Suksamethonium iodide - instructions for use, dose, side effects, contraindications

Pharmacodynamics:Depolarizing muscle relaxant of peripheral action. It causes a blockade of the neuromuscular transmission. Stimulating n-holinoretseptory, causes depolarization of the terminal plate. The process extends to the adjacent membranes, a generalized disorganized contraction of myofibrils (ie, the blockade is preceded by muscle twitching - the result of a short-term relief of neuromuscular transmission).Membranes, remaining depolarized, do not respond to additional impulses, since the maintenance of muscle tone requires the arrival of repeated pulses, associated with repolarization of the terminal plate, spastic paralysis occurs. After intravenous injection, muscle relaxation occurs in the following sequence: eyelids, chewing muscles, muscles of the fingers, eyes, limbs, neck, back and abdomen, vocal cords; then intercostal muscles and diaphragm. Increases cerebral blood flow and intracranial pressure in conditions of general anesthesia. After intramuscular injection, the effect develops in 2-4 minutes; after intravenous administration - after 54-60 seconds, after 2-3 min the relaxation of muscles reaches a maximum and remains in full for 3 minutes. The duration of action is 5-10 minutes. The severity of the action depends on the amount of the administered dose: 0.1 mg / kg - relaxation of the skeletal muscles without significant effect on the respiratory musculature, 0.2-1 mg / kg - complete relaxation of the musculature of the abdominal wall and respiratory musculature (there is a significant restriction or complete stop of the spontaneous respiration).For a long relaxation of the muscles, a second injection is necessary. The rapid onset of the effect and the subsequent rapid restoration of muscle tone allow the creation of a controlled and controlled relaxation of the muscles.

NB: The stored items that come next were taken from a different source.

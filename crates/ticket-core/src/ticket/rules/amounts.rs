//! Amount extraction for card-payment slips.

use super::patterns::{AMOUNT_KEYWORD, CURRENCY_KEYWORD};
use super::{ExtractionMatch, FieldExtractor};

/// Amount field extractor.
///
/// Operates on normalized text: the amount is whatever sits between the
/// `montant` keyword and the next `eur`. Format checks are left to validation.
pub struct AmountExtractor;

impl AmountExtractor {
    pub fn new() -> Self {
        Self
    }

    fn region_after(&self, text: &str, from: usize) -> Option<ExtractionMatch<String>> {
        let keyword_start = from + text.get(from..)?.find(AMOUNT_KEYWORD)?;
        let start = keyword_start + AMOUNT_KEYWORD.len();
        let end = start + text.get(start..)?.find(CURRENCY_KEYWORD)?;
        let region = &text[start..end];

        Some(
            ExtractionMatch::new(region.to_string(), &text[keyword_start..end + CURRENCY_KEYWORD.len()])
                .with_position(start, end),
        )
    }
}

impl Default for AmountExtractor {
    fn default() -> Self {
        Self::new()
    }
}

impl FieldExtractor for AmountExtractor {
    type Output = ExtractionMatch<String>;

    /// Uses the first `montant` only; a missing `eur` after it is a miss.
    fn extract(&self, text: &str) -> Option<Self::Output> {
        self.region_after(text, 0)
    }

    fn extract_all(&self, text: &str) -> Vec<Self::Output> {
        let mut results = Vec::new();
        let mut from = 0;

        while let Some(found) = self.region_after(text, from) {
            from = found
                .position
                .map(|(_, end)| end + CURRENCY_KEYWORD.len())
                .unwrap_or(text.len());
            results.push(found);
        }

        results
    }
}
//! Image preprocessing for OCR.

use image::{DynamicImage, GenericImageView, GrayImage, Luma};
use tracing::debug;

use crate::error::OcrError;
use crate::models::config::PreprocessConfig;

use super::ImageStage;

/// Grayscale, downscale and Otsu binarization of receipt photos.
pub struct ImagePreprocessor {
    /// Maximum image dimension.
    max_size: u32,
    /// Whether to binarize at all.
    enabled: bool,
}

impl ImagePreprocessor {
    /// Create a new preprocessor with default settings.
    pub fn new() -> Self {
        Self::from_config(&PreprocessConfig::default())
    }

    pub fn from_config(config: &PreprocessConfig) -> Self {
        Self {
            max_size: config.max_image_size,
            enabled: config.enabled,
        }
    }

    /// Set maximum image dimension.
    pub fn with_max_size(mut self, size: u32) -> Self {
        self.max_size = size;
        self
    }

    /// Turn a photo into a black-and-white page.
    pub fn binarize(&self, image: &DynamicImage) -> Result<GrayImage, OcrError> {
        let (orig_width, orig_height) = image.dimensions();
        if orig_width == 0 || orig_height == 0 {
            return Err(OcrError::InvalidImage(format!(
                "empty image ({orig_width}x{orig_height})"
            )));
        }

        let (new_width, new_height) =
            calculate_resize_dimensions(orig_width, orig_height, self.max_size);
        let resized = if (new_width, new_height) == (orig_width, orig_height) {
            image.clone()
        } else {
            debug!(
                "Resizing {}x{} to {}x{}",
                orig_width, orig_height, new_width, new_height
            );
            image.resize_exact(new_width, new_height, image::imageops::FilterType::Triangle)
        };

        let mut gray = resized.to_luma8();
        if !self.enabled {
            return Ok(gray);
        }

        let threshold = otsu_threshold(&gray);
        debug!(threshold, "Applying Otsu threshold");
        for pixel in gray.pixels_mut() {
            *pixel = Luma([if pixel[0] > threshold { 255 } else { 0 }]);
        }
        Ok(gray)
    }
}

impl ImageStage for ImagePreprocessor {
    fn prepare(&self, image: &DynamicImage) -> Result<DynamicImage, OcrError> {
        self.binarize(image).map(DynamicImage::ImageLuma8)
    }
}

impl Default for ImagePreprocessor {
    fn default() -> Self {
        Self::new()
    }
}

fn calculate_resize_dimensions(width: u32, height: u32, target_size: u32) -> (u32, u32) {
    let max_dim = width.max(height);

    if target_size == 0 || max_dim <= target_size {
        return (width, height);
    }

    let scale = target_size as f32 / max_dim as f32;
    let new_width = (width as f32 * scale) as u32;
    let new_height = (height as f32 * scale) as u32;

    (new_width.max(1), new_height.max(1))
}

/// Global threshold maximizing between-class variance of the histogram.
///
/// Pixels strictly above the threshold are foreground.
pub fn otsu_threshold(image: &GrayImage) -> u8 {
    let mut histogram = [0u64; 256];
    for pixel in image.pixels() {
        histogram[pixel[0] as usize] += 1;
    }

    let total: u64 = histogram.iter().sum();
    if total == 0 {
        return 0;
    }
    let weighted_total: f64 = histogram
        .iter()
        .enumerate()
        .map(|(level, &count)| level as f64 * count as f64)
        .sum();

    let mut best = (0u8, -1.0f64);
    let mut background = 0u64;
    let mut background_sum = 0.0f64;

    for (level, &count) in histogram.iter().enumerate() {
        background += count;
        if background == 0 {
            continue;
        }
        let foreground = total - background;
        if foreground == 0 {
            break;
        }
        background_sum += level as f64 * count as f64;

        let mean_bg = background_sum / background as f64;
        let mean_fg = (weighted_total - background_sum) / foreground as f64;
        let variance = background as f64 * foreground as f64 * (mean_bg - mean_fg).powi(2);

        if variance > best.1 {
            best = (level as u8, variance);
        }
    }

    best.0
}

Pharmacokinetics:After intravenous administration, it is distributed in plasma and extracellular fluid. More than 90% is hydrolyzed by cholinesterase of blood to succinic acid and choline. The half-life (T1 / 2) is 90 seconds. at a normal concentration of cholinesterase. It is excreted by the kidneys. Does not penetrate the intact blood-brain barrier. Do not cumulate.

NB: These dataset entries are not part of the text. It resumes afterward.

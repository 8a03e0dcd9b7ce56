//! Tesseract engine through libtesseract.

use std::io::Cursor;
use std::sync::mpsc::{self, RecvTimeoutError};
use std::thread;
use std::time::{Duration, Instant};

use image::{DynamicImage, ImageFormat};
use tesseract::Tesseract;
use tracing::{debug, info, warn};

use crate::error::{OcrError, ServiceError};
use crate::models::config::{OcrConfig, RetryPolicy};
use crate::services::with_retry;

use super::OcrService;

const SERVICE: &str = "tesseract";

/// Failure inside the engine thread.
enum EngineFailure {
    /// The engine could not start, usually missing language data.
    Init(String),
    /// The engine started but could not read the image.
    Recognition(String),
}

fn recognize(datapath: Option<&str>, language: &str, png: &[u8]) -> Result<String, EngineFailure> {
    let mut engine = Tesseract::new(datapath, Some(language))
        .map_err(|e| EngineFailure::Init(e.to_string()))?
        .set_image_from_mem(png)
        .map_err(|e| EngineFailure::Recognition(format!("cannot load image: {e}")))?;

    engine
        .get_text()
        .map_err(|e| EngineFailure::Recognition(e.to_string()))
}

/// Transcribes images with libtesseract, one engine per attempt.
pub struct TesseractOcr {
    datapath: Option<String>,
    language: String,
    timeout: Duration,
    retry: RetryPolicy,
}

impl TesseractOcr {
    pub fn new(config: &OcrConfig) -> Self {
        Self {
            datapath: config.tessdata_dir.clone(),
            language: config.language.clone(),
            timeout: Duration::from_secs(config.timeout_secs),
            retry: RetryPolicy::none(),
        }
    }

    pub fn with_retry(mut self, retry: RetryPolicy) -> Self {
        self.retry = retry;
        self
    }

    /// Run the engine on a worker thread and wait at most `timeout`.
    ///
    /// A timed-out engine cannot be interrupted; it finishes detached and its
    /// result is dropped.
    fn run_once(&self, png: &[u8]) -> Result<String, OcrError> {
        let (tx, rx) = mpsc::channel();
        let datapath = self.datapath.clone();
        let language = self.language.clone();
        let png = png.to_vec();

        thread::Builder::new()
            .name("tesseract".to_string())
            .spawn(move || {
                let _ = tx.send(recognize(datapath.as_deref(), &language, &png));
            })
            .map_err(|e| ServiceError::Unavailable {
                service: SERVICE,
                attempts: 1,
                reason: format!("cannot start engine thread: {e}"),
            })?;

        match rx.recv_timeout(self.timeout) {
            Ok(Ok(text)) => Ok(text),
            Ok(Err(EngineFailure::Init(reason))) => Err(ServiceError::Unavailable {
                service: SERVICE,
                attempts: 1,
                reason: format!("cannot initialize for {}: {reason}", self.language),
            }
            .into()),
            Ok(Err(EngineFailure::Recognition(reason))) => Err(OcrError::Recognition(reason)),
            Err(RecvTimeoutError::Timeout) => {
                warn!(after = ?self.timeout, "Tesseract did not finish, abandoning");
                Err(ServiceError::Timeout {
                    service: SERVICE,
                    after: self.timeout,
                }
                .into())
            }
            Err(RecvTimeoutError::Disconnected) => Err(OcrError::Recognition(
                "engine thread stopped without a result".to_string(),
            )),
        }
    }
}

impl OcrService for TesseractOcr {
    fn transcribe(&self, image: &DynamicImage) -> Result<String, OcrError> {
        let start = Instant::now();

        let mut png = Vec::new();
        image
            .write_to(&mut Cursor::new(&mut png), ImageFormat::Png)
            .map_err(|e| OcrError::Preprocessing(format!("cannot encode image: {e}")))?;

        // Recognition failures are not retried; only service failures are.
        let mut failure = None;
        let result = with_retry(&self.retry, SERVICE, || match self.run_once(&png) {
            Ok(text) => Ok(Some(text)),
            Err(OcrError::Service(e)) => Err(e),
            Err(other) => {
                failure = Some(other);
                Ok(None)
            }
        });

        let text = match (result?, failure) {
            (Some(text), _) => text,
            (None, Some(err)) => return Err(err),
            (None, None) => String::new(),
        };

        info!(
            language = %self.language,
            chars = text.len(),
            elapsed_ms = start.elapsed().as_millis() as u64,
            "Transcribed image"
        );
        debug!("Transcript:\n{}", text);
        Ok(text)
    }
}

#[cfg(test)]
mod tests {
    use super::*;

    #[test]
    fn test_missing_language_data_is_unavailable() {
        let dir = tempfile::tempdir().unwrap();
        let config = OcrConfig {
            tessdata_dir: Some(dir.path().to_string_lossy().into_owned()),
            language: "zzz".to_string(),
            ..Default::default()
        };
        let image = DynamicImage::new_luma8(4, 4);

        let err = TesseractOcr::new(&config).transcribe(&image).unwrap_err();
        assert!(matches!(
            err,
            OcrError::Service(ServiceError::Unavailable { attempts: 1, .. })
        ));
    }

    #[test]
    fn test_init_failure_is_retried() {
        let dir = tempfile::tempdir().unwrap();
        let config = OcrConfig {
            tessdata_dir: Some(dir.path().to_string_lossy().into_owned()),
            language: "zzz".to_string(),
            ..Default::default()
        };
        let retry = RetryPolicy {
            max_attempts: 2,
            base_delay_ms: 1,
            backoff_factor: 1.0,
            max_delay_ms: 1,
        };
        let image = DynamicImage::new_luma8(4, 4);

        let err = TesseractOcr::new(&config)
            .with_retry(retry)
            .transcribe(&image)
            .unwrap_err();
        assert!(matches!(
            err,
            OcrError::Service(ServiceError::Unavailable { attempts: 2, .. })
        ));
    }
}
//! Extract command - read fields from an OCR transcript.

use std::fs;
use std::path::PathBuf;

use clap::Args;
use console::style;
use tracing::info;

use super::output::{format_records, OutputFormat};
use super::{build_reader, config_path, load_config};

/// Arguments for the extract command.
#[derive(Args)]
pub struct ExtractArgs {
    /// Transcript text file
    #[arg(required = true)]
    input: PathBuf,

    /// Record name (default: the file name)
    #[arg(short, long)]
    name: Option<String>,

    /// Output file (default: stdout)
    #[arg(short, long)]
    output: Option<PathBuf>,

    /// Output format
    #[arg(short, long, value_enum, default_value = "json")]
    format: OutputFormat,

    /// Ask the language model for the fields
    #[arg(long)]
    fallback: bool,
}

pub fn run(args: ExtractArgs, config: Option<&str>) -> anyhow::Result<()> {
    let config = load_config(&config_path(config))?;

    if !args.input.exists() {
        anyhow::bail!("Input file not found: {}", args.input.display());
    }
    let transcript = fs::read_to_string(&args.input)?;

    let name = args.name.clone().unwrap_or_else(|| {
        args.input
            .file_name()
            .map(|n| n.to_string_lossy().into_owned())
            .unwrap_or_else(|| "transcript".to_string())
    });

    let reader = build_reader(&config, args.fallback || config.fallback.enabled);
    let record = reader.read(name, transcript);
    info!("{}", record);

    let output = format_records(std::slice::from_ref(&record), args.format)?;

    if let Some(output_path) = &args.output {
        fs::write(output_path, &output)?;
        println!(
            "{} Output written to {}",
            style("✓").green(),
            output_path.display()
        );
    } else {
        println!("{}", output);
    }

    Ok(())
}
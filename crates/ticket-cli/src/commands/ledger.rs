//! Local CSV ledger for offline runs.

use std::fs::{File, OpenOptions};
use std::path::PathBuf;

use tracing::debug;

use ticket_core::{LedgerRow, LedgerSink, ServiceError};

const SERVICE: &str = "csv ledger";
const HEADER: [&str; 6] = ["date", "label", "note", "amount", "note", "balance"];

/// Ledger kept in a CSV file laid out like the spreadsheet: one header row,
/// then one row per receipt.
pub struct CsvLedger {
    path: PathBuf,
}

impl CsvLedger {
    pub fn new(path: impl Into<PathBuf>) -> Self {
        Self { path: path.into() }
    }
}

fn unavailable(e: impl std::fmt::Display) -> ServiceError {
    ServiceError::Unavailable {
        service: SERVICE,
        attempts: 1,
        reason: e.to_string(),
    }
}

impl LedgerSink for CsvLedger {
    fn next_row(&mut self) -> Result<u32, ServiceError> {
        if !self.path.exists() {
            return Ok(2);
        }
        let mut reader = csv::ReaderBuilder::new()
            .has_headers(true)
            .flexible(true)
            .from_path(&self.path)
            .map_err(unavailable)?;
        let mut rows = 0u32;
        for record in reader.records() {
            record.map_err(unavailable)?;
            rows += 1;
        }
        Ok(rows + 2)
    }

    fn write_row(&mut self, row: u32, entry: &LedgerRow) -> Result<(), ServiceError> {
        let is_new = !self.path.exists();
        if let Some(parent) = self.path.parent().filter(|p| !p.as_os_str().is_empty()) {
            std::fs::create_dir_all(parent).map_err(unavailable)?;
        }
        let file: File = OpenOptions::new()
            .create(true)
            .append(true)
            .open(&self.path)
            .map_err(unavailable)?;

        let mut wtr = csv::Writer::from_writer(file);
        if is_new {
            wtr.write_record(HEADER).map_err(unavailable)?;
        }
        wtr.write_record(entry.cells(row)).map_err(unavailable)?;
        wtr.flush().map_err(unavailable)?;

        debug!(row, path = %self.path.display(), "Appended ledger row");
        Ok(())
    }
}
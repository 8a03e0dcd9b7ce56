//! Field well-formedness checks.

use std::str::FromStr;

use rust_decimal::Decimal;

use crate::models::record::Field;

use super::rules::patterns::DATE_PATTERN;

/// Per-field outcome of a validation pass.
#[derive(Debug, Clone, Copy, PartialEq, Eq)]
pub struct Verdict {
    pub date: bool,
    pub label: bool,
    pub amount: bool,
}

impl Verdict {
    /// Whether every field passed.
    pub fn all(&self) -> bool {
        self.date && self.label && self.amount
    }

    /// Fields that failed, in display order.
    pub fn failing(&self) -> Vec<Field> {
        [
            (Field::Date, self.date),
            (Field::Label, self.label),
            (Field::Amount, self.amount),
        ]
        .into_iter()
        .filter_map(|(field, ok)| (!ok).then_some(field))
        .collect()
    }
}

/// Check the three fields. Never fails, whatever the input.
pub fn validate_fields(date: Option<&str>, label: Option<&str>, amount: Option<&str>) -> Verdict {
    Verdict {
        date: date.is_some_and(is_valid_date),
        label: label.is_some_and(is_valid_label),
        amount: amount.is_some_and(|a| parse_amount(a).is_some()),
    }
}

/// A date is accepted when it contains a date-shaped token. Calendar
/// correctness is not checked here.
pub fn is_valid_date(date: &str) -> bool {
    DATE_PATTERN.is_match(date)
}

pub fn is_valid_label(label: &str) -> bool {
    !label.is_empty()
}

/// Parse an amount written with a comma or a period as decimal separator.
pub fn parse_amount(amount: &str) -> Option<f64> {
    let value: f64 = amount.trim().replace(',', ".").parse().ok()?;
    value.is_finite().then_some(value)
}

/// Exact decimal value of an accepted amount, for totals.
pub fn parse_amount_decimal(amount: &str) -> Option<Decimal> {
    let normalized = amount.trim().replace(',', ".");
    Decimal::from_str(&normalized)
        .or_else(|_| Decimal::from_scientific(&normalized))
        .ok()
}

Indications:Interventions requiring miorelaxation (usually short-term): disabling of spontaneous breathing (intratracheal intubation, bronchoscopy); complete miorelaxation (endoscopy, reversal of dislocations, reposition of fractures, gynecological, thoracic, abdominal operations); prevention of convulsions in electropulse therapy; poisoning with strychnine, tetanus (symptomatic therapy).

Contraindications:Hypersensitivity to the drug components, malignant hyperthermia (including in the anamnesis), myasthenia gravis, congenital and dystrophic myotonia, Duchenne muscular dystrophy,closed angle glaucoma, acute hepatic insufficiency, pulmonary edema, penetrating eye trauma, bronchial asthma, hyperkalemia, breast age (up to 1 year), pregnancy, lactation.

Carefully:Emergency surgery in patients with a "full stomach", decreased serum cholinesterase activity (terminal stage of liver failure), anemia, cachexia, prolonged fasting, chronic infections, widespread burns, trauma, postpartum period, tetanus, tuberculosis, malignant neoplasms, chronic renal failure, myxedema, systemic connective tissue diseases, conditions after a plasma transfusion, plasmapheresis, operations under conditions of artificial circulation, acute or chronic infection oksikatsiya insecticide - cholinesterase inhibitors (by ingestion) or anticholinesterase drugs (neostigmine methylsulfate, physostigmine, distigmine bromide, ecotiopathic iodide), simultaneous administration of drugs competing with suxamethonium iodide for cholinesterase (for example, procaine intravenously).

Dosing and Administration:

Adults: intravenously slow, jet or drip (for long-term drip infusion use 0.1% solution). Depending on the clinical situation with intravenous administration, a single dose varies from 0.1 to 1.5-2 mg / kg.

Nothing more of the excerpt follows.